═════ Input for this task ═════

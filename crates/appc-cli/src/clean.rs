//! # Clean Subcommand
//!
//! Removes descriptors generated from templates. Each argument is either a
//! template file or an application directory, whose template is located
//! the same way `compile` locates it. Anything else is left alone.

use std::path::{Path, PathBuf};

use anyhow::{Context, Result};
use clap::Args;

use appc_compiler::clean::clean;
use appc_compiler::AppInfo;

/// Arguments for the `appc clean` subcommand.
#[derive(Args, Debug)]
pub struct CleanArgs {
    /// Template files or application directories. Defaults to the current
    /// directory.
    #[arg(value_name = "PATH")]
    pub paths: Vec<PathBuf>,
}

/// Execute the clean subcommand.
///
/// Returns exit code: 0 when every target is clean, 1 otherwise.
pub fn run_clean(args: &CleanArgs) -> Result<u8> {
    let mut had_failures = false;

    for path in crate::app_dirs(&args.paths) {
        match clean_path(&path) {
            Ok(()) => println!("OK: cleaned {}", path.display()),
            Err(e) => {
                tracing::error!("{e:#}");
                println!("FAIL: {}: {e:#}", path.display());
                had_failures = true;
            }
        }
    }

    Ok(if had_failures { 1 } else { 0 })
}

fn clean_path(path: &Path) -> Result<()> {
    if !path.is_dir() {
        return clean(path).with_context(|| format!("failed to clean {}", path.display()));
    }
    let app = AppInfo::discover(path)
        .with_context(|| format!("no application in {}", path.display()))?;
    match app.template() {
        Some(template) => {
            clean(template).with_context(|| format!("failed to clean {}", template.display()))
        }
        None => {
            tracing::debug!(dir = %path.display(), "no template; nothing to clean");
            Ok(())
        }
    }
}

═════

Work required ▸ Tally the lines of the records above that contain the word "Result". Give only the total.

Exercise solution ▸ 3